In a review for Strange Horizons of The Secret History of Science Fiction, Paul Kincaid writes
In other words, for one group science fiction is a set of tools to be put at the service of the story, for the other group science fiction is a way of telling story, and this difference, though subtle, is significant.
I'd have to read all the stories in the collection to be sure I agree with exactly what he's getting at, but it's worth pointing out, since the collection under review is looking at cross-pollination between stories published obviously within genre and stories published by writers generally regarded as mainstream or literary, that he's not dividing the stories along those lines in this quote. Admittedly, he finds the ostensibly non-genre stories more likely to be in the first group and the SF stories more likely to be in the second, but the categories are imperfect predictors...which is largely the point. The borders and boundaries are fluid (and me, perhaps I aspire to be an undocumented immigrant across those lines...).

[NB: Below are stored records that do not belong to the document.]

//! Repository for orders and their status timelines.

use ataka_core::order::TimelineEntry;
use ataka_core::types::DbId;
use sqlx::PgPool;

use crate::models::order::{NewOrder, Order};

/// Column list for `orders` queries.
const COLUMNS: &str = "id, order_number, user_id, items, shipping_address, billing_address, \
     order_summary, payment_details, order_status, is_gift, gift_message, customer_notes, \
     admin_notes, timeline, created_at, updated_at";

/// Provides CRUD operations for orders.
pub struct OrderRepo;

impl OrderRepo {
    /// Insert a fully-assembled order.
    pub async fn create(pool: &PgPool, input: &NewOrder) -> Result<Order, sqlx::Error> {
        let sql = format!(
            "INSERT INTO orders \
                (order_number, user_id, items, shipping_address, billing_address, \
                 order_summary, payment_details, order_status, is_gift, gift_message, \
                 customer_notes, timeline) \
             VALUES ($1, $2, $3, $4, $5, $6, $7, $8, $9, $10, $11, $12) \
             RETURNING {COLUMNS}"
        );
        sqlx::query_as::<_, Order>(&sql)
            .bind(&input.order_number)
            .bind(input.user_id)
            .bind(&input.items)
            .bind(&input.shipping_address)
            .bind(&input.billing_address)
            .bind(&input.order_summary)
            .bind(&input.payment_details)
            .bind(&input.order_status)
            .bind(input.is_gift)
            .bind(&input.gift_message)
            .bind(&input.customer_notes)
            .bind(&input.timeline)
            .fetch_one(pool)
            .await
    }

    /// Find an order by ID.
    pub async fn find_by_id(pool: &PgPool, id: DbId) -> Result<Option<Order>, sqlx::Error> {
        let sql = format!("SELECT {COLUMNS} FROM orders WHERE id = $1");
        sqlx::query_as::<_, Order>(&sql)
            .bind(id)
            .fetch_optional(pool)
            .await
    }

    /// List a user's orders, newest first, optionally filtered by status.
    pub async fn list_for_user(
        pool: &PgPool,
        user_id: DbId,
        status: Option<&str>,
        limit: i64,
        offset: i64,
    ) -> Result<Vec<Order>, sqlx::Error> {
        let filter = if status.is_some() {
            "AND order_status = $4"
        } else {
            ""
        };
        let sql = format!(
            "SELECT {COLUMNS} FROM orders \
             WHERE user_id = $1 {filter} \
             ORDER BY created_at DESC \
             LIMIT $2 OFFSET $3"
        );
        let mut query = sqlx::query_as::<_, Order>(&sql)
            .bind(user_id)
            .bind(limit)
            .bind(offset);
        if let Some(status) = status {
            query = query.bind(status);
        }
        query.fetch_all(pool).await
    }

    /// List all orders (the admin view), newest first, optionally
    /// filtered by status.
    pub async fn list_all(
        pool: &PgPool,
        status: Option<&str>,
        limit: i64,
        offset: i64,
    ) -> Result<Vec<Order>, sqlx::Error> {
        let filter = if status.is_some() {
            "WHERE order_status = $3"
        } else {
            ""
        };
        let sql = format!(
            "SELECT {COLUMNS} FROM orders {filter} \
             ORDER BY created_at DESC \
             LIMIT $1 OFFSET $2"
        );
        let mut query = sqlx::query_as::<_, Order>(&sql).bind(limit).bind(offset);
        if let Some(status) = status {
            query = query.bind(status);
        }
        query.fetch_all(pool).await
    }

    /// Transition an order's status, appending one timeline entry.
    ///
    /// The append uses JSONB concatenation so concurrent writers cannot
    /// drop each other's entries. An absent admin note keeps the stored
    /// one.
    pub async fn update_status(
        pool: &PgPool,
        id: DbId,
        status: &str,
        admin_notes: Option<&str>,
        entry: &TimelineEntry,
    ) -> Result<Option<Order>, sqlx::Error> {
        let entry_json = serde_json::to_value(entry).unwrap_or_default();
        let sql = format!(
            "UPDATE orders SET \
                order_status = $2, \
                timeline = timeline || $3::jsonb, \
                admin_notes = COALESCE($4, admin_notes), \
                updated_at = NOW() \
             WHERE id = $1 \
             RETURNING {COLUMNS}"
        );
        sqlx::query_as::<_, Order>(&sql)
            .bind(id)
            .bind(status)
            .bind(entry_json)
            .bind(admin_notes)
            .fetch_optional(pool)
            .await
    }

    /// Replace an order's payment details, appending one timeline entry
    /// and optionally transitioning the order status.
    pub async fn update_payment(
        pool: &PgPool,
        id: DbId,
        payment_details: &serde_json::Value,
        new_status: Option<&str>,
        entry: &TimelineEntry,
    ) -> Result<Option<Order>, sqlx::Error> {
        let entry_json = serde_json::to_value(entry).unwrap_or_default();
        let sql = format!(
            "UPDATE orders SET \
                payment_details = $2, \
                order_status = COALESCE($3, order_status), \
                timeline = timeline || $4::jsonb, \
                updated_at = NOW() \
             WHERE id = $1 \
             RETURNING {COLUMNS}"
        );
        sqlx::query_as::<_, Order>(&sql)
            .bind(id)
            .bind(payment_details)
            .bind(new_status)
            .bind(entry_json)
            .fetch_optional(pool)
            .await
    }
}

To expand on the difference he sees, here's another quote: "In the main...the devices of science fiction are being used as tools with which to question what it is that makes us human." This is completely in line with essays and quotes from Ursula Le Guin that I've mentioned here before, and definitely reflects my thoughts on speculative fiction in general--the fantastic can be cool or uncanny or horrific, full of a sense of wonder or dread, but that's not the purpose in itself. The point is to journey from that sense of whatever back to finding those same things in the real world of today.